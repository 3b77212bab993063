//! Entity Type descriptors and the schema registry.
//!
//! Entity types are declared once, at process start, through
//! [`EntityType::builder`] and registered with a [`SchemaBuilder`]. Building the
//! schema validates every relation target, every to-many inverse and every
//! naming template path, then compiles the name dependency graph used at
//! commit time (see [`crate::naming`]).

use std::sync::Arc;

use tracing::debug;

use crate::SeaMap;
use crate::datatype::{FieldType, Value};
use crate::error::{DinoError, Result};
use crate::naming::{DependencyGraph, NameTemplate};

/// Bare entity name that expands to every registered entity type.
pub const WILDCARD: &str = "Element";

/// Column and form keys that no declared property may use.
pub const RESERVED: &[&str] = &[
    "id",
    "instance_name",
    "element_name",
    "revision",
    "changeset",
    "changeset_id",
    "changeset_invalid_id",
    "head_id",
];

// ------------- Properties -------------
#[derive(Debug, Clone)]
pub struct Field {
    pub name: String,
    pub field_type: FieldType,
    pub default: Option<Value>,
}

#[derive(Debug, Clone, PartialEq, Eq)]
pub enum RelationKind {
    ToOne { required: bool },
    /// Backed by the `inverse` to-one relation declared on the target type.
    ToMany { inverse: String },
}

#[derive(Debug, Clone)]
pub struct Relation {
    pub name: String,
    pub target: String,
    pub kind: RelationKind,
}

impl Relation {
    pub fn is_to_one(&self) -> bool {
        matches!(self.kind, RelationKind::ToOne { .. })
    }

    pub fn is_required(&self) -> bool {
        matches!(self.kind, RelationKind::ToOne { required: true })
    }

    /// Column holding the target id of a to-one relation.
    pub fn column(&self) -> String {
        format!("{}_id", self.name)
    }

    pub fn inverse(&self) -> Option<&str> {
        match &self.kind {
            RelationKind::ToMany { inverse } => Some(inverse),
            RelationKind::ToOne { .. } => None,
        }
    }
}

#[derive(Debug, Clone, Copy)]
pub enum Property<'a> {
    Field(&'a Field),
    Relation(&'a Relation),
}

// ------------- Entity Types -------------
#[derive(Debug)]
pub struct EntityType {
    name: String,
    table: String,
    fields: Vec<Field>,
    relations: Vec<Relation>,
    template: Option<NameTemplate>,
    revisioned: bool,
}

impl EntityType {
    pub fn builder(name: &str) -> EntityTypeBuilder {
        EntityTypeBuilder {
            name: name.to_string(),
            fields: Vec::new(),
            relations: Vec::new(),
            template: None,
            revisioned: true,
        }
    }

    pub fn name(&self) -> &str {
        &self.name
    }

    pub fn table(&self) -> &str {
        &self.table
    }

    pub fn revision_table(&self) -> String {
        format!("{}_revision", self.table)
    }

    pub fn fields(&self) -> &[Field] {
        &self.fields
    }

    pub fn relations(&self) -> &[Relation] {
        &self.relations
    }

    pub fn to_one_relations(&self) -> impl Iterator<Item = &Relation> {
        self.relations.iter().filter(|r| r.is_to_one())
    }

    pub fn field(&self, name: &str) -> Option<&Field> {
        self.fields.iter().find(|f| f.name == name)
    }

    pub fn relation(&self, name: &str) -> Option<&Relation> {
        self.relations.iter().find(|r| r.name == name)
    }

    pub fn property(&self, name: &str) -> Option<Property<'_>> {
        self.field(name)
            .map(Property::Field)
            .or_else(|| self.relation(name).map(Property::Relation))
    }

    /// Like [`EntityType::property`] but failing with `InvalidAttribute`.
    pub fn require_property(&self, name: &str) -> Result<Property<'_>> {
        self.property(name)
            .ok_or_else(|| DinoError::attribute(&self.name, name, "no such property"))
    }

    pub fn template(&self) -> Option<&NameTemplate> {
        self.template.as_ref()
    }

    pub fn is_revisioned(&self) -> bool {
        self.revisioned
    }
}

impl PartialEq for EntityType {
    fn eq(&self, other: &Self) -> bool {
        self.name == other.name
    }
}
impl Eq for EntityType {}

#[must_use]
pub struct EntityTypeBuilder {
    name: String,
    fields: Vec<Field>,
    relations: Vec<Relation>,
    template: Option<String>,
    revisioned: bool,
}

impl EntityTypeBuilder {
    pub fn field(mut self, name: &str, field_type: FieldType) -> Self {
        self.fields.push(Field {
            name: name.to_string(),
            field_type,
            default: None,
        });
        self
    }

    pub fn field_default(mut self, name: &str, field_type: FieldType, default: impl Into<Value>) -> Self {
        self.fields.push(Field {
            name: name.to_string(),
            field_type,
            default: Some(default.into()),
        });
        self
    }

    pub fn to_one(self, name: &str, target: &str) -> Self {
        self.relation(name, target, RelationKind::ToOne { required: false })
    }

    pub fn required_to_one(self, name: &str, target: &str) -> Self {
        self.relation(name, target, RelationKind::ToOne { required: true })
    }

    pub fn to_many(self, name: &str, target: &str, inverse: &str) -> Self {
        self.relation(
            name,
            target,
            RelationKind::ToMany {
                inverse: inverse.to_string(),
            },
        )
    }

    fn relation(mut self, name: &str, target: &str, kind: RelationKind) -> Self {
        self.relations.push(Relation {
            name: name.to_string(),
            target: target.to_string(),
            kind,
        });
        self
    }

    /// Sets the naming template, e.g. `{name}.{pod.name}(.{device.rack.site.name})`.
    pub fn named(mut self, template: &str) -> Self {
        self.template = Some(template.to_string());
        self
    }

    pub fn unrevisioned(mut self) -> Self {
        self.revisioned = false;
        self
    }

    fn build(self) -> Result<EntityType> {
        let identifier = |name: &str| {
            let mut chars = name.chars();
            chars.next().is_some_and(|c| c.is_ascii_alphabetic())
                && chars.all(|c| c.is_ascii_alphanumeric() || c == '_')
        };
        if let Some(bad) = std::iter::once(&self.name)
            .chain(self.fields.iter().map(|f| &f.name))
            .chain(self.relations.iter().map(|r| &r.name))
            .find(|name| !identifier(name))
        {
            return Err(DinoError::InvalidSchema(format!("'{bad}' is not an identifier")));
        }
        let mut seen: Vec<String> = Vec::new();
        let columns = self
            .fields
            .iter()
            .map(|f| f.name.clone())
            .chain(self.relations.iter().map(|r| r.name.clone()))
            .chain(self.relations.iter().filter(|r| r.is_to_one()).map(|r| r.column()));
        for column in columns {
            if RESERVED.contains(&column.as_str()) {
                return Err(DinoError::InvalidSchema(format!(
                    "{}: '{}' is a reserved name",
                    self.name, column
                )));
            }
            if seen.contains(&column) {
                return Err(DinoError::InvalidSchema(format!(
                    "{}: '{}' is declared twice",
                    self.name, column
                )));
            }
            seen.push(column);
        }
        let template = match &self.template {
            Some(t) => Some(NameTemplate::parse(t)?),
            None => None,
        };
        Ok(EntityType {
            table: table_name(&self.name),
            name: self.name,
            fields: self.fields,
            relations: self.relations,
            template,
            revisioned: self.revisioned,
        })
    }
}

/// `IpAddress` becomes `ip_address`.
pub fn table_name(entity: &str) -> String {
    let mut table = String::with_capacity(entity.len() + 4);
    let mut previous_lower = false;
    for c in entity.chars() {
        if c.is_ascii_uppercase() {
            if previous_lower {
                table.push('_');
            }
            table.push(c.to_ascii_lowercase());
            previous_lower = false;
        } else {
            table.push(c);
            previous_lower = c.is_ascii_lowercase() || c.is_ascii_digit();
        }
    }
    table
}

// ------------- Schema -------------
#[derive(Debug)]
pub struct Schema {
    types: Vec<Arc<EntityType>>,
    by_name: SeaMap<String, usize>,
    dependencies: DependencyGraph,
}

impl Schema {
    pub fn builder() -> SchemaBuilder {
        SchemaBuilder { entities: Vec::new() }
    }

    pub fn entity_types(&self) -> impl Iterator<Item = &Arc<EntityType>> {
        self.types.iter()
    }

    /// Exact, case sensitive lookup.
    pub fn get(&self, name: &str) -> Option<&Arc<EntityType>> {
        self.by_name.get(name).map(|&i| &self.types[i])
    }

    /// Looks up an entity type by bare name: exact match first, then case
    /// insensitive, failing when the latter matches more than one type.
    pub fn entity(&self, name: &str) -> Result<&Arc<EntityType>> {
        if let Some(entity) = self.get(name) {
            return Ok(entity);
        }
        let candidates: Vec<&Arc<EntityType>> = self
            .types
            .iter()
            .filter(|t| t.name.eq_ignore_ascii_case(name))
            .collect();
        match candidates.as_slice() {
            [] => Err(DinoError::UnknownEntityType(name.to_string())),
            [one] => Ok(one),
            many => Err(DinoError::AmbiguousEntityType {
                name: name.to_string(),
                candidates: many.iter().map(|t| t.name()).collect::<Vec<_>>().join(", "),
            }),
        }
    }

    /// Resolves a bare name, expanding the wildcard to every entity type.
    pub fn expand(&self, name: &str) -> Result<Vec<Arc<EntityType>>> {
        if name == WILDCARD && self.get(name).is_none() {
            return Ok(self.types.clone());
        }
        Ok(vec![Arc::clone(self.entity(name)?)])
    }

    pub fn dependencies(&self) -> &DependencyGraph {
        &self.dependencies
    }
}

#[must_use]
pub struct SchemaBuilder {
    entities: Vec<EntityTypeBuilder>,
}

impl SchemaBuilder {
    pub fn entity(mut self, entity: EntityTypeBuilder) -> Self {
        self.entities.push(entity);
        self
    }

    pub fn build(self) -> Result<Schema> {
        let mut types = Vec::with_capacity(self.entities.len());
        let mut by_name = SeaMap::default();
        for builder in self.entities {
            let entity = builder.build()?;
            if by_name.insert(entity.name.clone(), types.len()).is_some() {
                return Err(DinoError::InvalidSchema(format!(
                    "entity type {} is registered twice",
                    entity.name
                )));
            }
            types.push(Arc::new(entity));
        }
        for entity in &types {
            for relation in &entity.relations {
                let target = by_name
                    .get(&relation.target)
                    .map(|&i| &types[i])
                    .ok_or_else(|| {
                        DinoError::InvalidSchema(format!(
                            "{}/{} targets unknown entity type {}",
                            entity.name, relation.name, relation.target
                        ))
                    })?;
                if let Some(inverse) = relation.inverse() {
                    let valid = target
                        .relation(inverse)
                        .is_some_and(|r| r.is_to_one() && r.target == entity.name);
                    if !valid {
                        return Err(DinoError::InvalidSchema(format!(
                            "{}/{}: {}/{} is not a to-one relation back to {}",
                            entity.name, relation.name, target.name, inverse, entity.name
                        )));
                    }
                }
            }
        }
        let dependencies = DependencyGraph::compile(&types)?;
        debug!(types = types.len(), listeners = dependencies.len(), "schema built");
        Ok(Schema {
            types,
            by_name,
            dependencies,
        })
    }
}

---

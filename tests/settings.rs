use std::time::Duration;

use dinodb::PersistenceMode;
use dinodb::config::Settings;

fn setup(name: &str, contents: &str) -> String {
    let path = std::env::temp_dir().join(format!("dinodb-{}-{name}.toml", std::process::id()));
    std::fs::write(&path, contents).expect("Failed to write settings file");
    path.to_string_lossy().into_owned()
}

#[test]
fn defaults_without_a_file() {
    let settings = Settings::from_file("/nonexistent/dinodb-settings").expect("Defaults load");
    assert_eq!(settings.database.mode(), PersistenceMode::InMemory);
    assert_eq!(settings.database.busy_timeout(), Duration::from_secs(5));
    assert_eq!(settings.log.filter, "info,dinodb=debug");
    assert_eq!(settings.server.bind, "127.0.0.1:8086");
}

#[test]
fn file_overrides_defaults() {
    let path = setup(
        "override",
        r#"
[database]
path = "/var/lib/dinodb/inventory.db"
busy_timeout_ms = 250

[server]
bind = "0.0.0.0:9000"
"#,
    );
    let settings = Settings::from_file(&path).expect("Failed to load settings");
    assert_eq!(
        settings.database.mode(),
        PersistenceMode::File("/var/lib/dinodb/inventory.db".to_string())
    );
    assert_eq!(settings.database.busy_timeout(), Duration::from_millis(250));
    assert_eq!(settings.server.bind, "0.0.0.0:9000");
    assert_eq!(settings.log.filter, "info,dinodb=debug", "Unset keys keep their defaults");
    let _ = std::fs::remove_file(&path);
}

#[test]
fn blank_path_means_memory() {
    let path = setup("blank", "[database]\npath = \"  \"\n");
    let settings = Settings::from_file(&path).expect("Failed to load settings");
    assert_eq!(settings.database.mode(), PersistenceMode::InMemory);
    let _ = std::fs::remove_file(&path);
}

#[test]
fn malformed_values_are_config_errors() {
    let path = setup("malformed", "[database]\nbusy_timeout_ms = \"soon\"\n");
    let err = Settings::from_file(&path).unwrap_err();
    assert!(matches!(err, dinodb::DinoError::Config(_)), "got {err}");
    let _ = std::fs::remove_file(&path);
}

--

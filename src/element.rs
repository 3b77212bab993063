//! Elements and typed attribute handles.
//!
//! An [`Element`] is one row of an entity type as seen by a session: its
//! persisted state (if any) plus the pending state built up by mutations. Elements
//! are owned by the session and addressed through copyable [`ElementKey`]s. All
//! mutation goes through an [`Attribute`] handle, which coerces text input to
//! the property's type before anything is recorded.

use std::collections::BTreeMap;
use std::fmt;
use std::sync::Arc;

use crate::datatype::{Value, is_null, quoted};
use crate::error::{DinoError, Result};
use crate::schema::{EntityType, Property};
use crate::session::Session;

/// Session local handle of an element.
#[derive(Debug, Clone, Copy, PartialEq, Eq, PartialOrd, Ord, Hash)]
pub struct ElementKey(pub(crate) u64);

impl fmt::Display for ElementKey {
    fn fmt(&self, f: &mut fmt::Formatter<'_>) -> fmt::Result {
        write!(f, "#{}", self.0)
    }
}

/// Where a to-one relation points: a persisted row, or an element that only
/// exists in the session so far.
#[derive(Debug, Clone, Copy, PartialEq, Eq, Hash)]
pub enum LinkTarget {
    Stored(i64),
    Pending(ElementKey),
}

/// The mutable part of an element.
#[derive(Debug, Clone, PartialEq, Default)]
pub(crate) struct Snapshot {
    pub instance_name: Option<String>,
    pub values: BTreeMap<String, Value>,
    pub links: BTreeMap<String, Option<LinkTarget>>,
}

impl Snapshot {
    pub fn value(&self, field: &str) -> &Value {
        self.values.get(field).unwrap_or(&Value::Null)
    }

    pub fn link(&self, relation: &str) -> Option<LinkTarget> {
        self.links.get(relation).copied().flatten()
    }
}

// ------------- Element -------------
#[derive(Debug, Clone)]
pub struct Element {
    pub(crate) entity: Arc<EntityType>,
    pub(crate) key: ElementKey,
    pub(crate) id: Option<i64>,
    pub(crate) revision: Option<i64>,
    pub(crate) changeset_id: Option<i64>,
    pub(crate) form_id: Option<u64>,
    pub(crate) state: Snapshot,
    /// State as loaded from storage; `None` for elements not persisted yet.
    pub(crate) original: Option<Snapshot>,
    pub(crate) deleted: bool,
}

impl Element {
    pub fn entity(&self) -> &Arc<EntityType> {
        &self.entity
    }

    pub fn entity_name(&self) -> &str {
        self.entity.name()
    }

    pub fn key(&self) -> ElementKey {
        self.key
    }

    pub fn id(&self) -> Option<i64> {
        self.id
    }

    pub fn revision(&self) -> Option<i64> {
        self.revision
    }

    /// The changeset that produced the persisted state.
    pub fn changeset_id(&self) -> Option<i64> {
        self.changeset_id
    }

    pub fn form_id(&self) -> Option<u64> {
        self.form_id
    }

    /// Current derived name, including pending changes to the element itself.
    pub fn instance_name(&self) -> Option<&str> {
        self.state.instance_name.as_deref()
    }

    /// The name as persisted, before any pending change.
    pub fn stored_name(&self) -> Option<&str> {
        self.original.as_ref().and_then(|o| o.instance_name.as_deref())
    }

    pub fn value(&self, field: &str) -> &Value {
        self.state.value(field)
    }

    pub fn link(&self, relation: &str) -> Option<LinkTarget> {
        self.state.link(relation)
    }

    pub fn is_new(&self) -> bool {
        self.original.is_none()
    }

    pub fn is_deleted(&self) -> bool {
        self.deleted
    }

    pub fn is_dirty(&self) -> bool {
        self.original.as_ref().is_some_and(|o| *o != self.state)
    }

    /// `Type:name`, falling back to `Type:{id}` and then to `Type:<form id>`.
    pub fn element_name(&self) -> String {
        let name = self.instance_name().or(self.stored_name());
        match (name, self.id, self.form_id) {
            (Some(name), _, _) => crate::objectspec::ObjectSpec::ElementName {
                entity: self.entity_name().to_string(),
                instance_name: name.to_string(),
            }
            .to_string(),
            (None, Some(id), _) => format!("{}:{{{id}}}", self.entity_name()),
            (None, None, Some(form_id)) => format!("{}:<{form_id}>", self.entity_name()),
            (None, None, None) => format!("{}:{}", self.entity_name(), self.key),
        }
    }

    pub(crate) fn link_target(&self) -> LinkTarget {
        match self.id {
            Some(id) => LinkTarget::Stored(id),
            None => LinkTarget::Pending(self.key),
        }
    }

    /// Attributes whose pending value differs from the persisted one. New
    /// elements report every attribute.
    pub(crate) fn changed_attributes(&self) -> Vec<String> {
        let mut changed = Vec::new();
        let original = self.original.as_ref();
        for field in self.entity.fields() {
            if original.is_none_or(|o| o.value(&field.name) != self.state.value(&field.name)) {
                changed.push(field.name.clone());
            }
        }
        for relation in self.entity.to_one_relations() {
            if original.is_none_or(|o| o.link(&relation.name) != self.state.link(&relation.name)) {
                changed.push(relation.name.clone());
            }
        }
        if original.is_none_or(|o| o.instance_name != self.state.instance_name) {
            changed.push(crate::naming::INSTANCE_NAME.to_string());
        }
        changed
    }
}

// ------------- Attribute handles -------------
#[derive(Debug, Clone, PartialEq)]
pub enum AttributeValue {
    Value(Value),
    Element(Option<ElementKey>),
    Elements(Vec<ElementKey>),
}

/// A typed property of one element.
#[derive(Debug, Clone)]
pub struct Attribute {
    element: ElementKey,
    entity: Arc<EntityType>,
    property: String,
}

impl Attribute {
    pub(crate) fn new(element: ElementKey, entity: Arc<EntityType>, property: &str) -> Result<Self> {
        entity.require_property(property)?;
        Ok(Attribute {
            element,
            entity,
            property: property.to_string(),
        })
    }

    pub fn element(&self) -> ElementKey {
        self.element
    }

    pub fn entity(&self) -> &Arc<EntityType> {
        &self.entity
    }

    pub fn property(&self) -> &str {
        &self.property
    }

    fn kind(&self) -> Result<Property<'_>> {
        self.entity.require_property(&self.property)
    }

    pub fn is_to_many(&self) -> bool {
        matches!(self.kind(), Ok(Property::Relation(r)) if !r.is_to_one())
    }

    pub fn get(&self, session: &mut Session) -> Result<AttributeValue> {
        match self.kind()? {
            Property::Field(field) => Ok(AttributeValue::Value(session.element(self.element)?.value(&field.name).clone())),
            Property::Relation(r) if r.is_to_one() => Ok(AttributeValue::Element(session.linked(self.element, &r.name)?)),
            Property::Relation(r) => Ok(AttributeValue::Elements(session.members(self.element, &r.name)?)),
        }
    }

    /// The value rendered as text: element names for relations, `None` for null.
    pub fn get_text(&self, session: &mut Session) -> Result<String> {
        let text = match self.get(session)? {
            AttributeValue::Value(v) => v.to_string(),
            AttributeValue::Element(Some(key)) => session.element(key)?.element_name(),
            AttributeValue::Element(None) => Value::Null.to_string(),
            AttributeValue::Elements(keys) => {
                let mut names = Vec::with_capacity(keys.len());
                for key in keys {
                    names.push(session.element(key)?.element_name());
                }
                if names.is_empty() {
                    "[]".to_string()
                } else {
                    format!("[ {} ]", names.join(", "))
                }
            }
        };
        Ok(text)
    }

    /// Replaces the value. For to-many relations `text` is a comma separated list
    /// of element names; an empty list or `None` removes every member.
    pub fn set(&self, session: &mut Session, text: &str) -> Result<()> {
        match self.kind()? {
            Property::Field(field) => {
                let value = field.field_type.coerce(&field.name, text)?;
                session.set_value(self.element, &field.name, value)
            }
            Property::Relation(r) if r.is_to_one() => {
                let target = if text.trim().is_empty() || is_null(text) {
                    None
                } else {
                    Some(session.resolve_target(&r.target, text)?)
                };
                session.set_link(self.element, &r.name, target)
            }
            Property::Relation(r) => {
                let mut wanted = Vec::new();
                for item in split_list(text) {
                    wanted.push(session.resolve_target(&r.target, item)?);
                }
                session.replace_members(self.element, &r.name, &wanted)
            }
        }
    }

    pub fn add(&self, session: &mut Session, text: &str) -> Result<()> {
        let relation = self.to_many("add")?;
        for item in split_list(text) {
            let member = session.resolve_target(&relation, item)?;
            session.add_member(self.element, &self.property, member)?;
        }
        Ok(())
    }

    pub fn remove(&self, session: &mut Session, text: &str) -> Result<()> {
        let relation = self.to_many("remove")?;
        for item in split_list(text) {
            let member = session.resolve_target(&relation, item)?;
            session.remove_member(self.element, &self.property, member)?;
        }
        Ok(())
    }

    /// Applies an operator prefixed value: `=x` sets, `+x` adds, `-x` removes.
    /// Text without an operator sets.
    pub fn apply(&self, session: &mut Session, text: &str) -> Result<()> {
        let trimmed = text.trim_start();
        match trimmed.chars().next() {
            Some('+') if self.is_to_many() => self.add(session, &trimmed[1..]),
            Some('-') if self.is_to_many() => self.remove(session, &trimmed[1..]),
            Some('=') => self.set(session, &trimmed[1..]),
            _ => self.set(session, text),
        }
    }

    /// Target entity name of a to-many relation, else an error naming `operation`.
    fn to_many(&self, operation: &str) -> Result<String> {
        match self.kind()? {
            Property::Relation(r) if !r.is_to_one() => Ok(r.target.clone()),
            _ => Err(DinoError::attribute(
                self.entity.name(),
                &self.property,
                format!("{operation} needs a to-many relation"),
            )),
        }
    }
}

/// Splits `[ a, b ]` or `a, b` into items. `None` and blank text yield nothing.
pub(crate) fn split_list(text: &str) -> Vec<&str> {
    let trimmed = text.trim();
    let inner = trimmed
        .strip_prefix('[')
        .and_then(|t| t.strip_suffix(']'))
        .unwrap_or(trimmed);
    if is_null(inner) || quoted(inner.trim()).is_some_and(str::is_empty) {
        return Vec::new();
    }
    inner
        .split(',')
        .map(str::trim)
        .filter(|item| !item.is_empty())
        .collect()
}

Requirement:
Write out exactly the lines above between the line with "persisted one. New" and the line with "for field in", inclusive, and nothing beyond them.

Answer to this task:
    /// Attributes whose pending value differs from the persisted one. New
    /// elements report every attribute.
    pub(crate) fn changed_attributes(&self) -> Vec<String> {
        let mut changed = Vec::new();
        let original = self.original.as_ref();
        for field in self.entity.fields() {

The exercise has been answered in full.